── Data section ──

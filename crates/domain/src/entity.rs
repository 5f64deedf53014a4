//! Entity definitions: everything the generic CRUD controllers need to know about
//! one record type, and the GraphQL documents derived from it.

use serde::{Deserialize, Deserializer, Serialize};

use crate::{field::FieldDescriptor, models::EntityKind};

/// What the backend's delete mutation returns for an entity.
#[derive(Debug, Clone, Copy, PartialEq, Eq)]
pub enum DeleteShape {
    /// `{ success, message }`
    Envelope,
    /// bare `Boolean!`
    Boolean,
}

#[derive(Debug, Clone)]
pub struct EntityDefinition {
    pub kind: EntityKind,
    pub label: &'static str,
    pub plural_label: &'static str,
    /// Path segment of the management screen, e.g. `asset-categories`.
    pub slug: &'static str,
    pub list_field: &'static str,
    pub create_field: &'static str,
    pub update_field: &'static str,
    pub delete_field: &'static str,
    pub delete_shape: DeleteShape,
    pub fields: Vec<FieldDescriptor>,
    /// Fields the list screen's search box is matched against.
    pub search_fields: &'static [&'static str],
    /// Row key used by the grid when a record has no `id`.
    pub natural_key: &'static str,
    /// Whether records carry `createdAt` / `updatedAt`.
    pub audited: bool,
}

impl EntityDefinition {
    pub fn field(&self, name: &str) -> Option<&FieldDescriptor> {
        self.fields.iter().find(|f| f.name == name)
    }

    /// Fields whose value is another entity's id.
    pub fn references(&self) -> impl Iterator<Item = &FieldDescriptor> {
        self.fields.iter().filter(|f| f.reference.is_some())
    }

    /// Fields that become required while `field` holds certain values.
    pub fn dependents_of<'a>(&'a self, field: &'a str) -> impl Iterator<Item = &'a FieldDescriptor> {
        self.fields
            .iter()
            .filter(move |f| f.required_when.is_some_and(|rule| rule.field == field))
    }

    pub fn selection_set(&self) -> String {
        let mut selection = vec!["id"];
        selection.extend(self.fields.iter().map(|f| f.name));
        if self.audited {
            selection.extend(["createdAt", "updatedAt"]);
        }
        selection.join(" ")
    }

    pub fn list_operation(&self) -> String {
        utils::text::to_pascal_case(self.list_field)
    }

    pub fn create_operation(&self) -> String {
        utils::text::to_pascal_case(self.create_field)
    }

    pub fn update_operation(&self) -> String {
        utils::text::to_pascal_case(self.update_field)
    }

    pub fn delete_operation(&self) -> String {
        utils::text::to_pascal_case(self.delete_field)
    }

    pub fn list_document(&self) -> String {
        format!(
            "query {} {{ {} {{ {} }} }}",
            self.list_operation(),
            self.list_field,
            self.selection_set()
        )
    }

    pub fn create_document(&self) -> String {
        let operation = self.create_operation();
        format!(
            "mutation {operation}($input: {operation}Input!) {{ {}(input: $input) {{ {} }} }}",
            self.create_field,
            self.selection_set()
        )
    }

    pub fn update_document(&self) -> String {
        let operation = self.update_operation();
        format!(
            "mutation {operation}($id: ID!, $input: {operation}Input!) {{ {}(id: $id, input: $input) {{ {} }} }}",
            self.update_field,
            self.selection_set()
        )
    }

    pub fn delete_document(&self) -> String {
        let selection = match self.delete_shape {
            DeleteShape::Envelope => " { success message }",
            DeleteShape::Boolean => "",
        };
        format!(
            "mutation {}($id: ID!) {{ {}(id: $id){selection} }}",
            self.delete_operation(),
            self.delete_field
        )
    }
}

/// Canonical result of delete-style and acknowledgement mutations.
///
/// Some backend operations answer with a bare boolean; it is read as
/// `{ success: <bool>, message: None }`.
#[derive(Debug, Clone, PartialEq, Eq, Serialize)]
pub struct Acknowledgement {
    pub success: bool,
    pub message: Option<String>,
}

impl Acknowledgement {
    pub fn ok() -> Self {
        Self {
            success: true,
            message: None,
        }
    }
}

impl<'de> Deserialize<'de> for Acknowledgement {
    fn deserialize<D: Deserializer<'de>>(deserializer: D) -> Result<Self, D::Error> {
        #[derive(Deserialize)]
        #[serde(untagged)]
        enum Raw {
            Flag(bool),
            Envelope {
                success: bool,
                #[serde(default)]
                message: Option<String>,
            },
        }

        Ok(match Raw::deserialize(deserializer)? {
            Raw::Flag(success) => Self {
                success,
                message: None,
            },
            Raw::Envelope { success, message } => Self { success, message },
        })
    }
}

───

- _Aim of the task_
Copy from the entries above each line in which the string "serde" can be found.

- _Reply to the task_
use serde::{Deserialize, Deserializer, Serialize};
        #[serde(untagged)]
                #[serde(default)]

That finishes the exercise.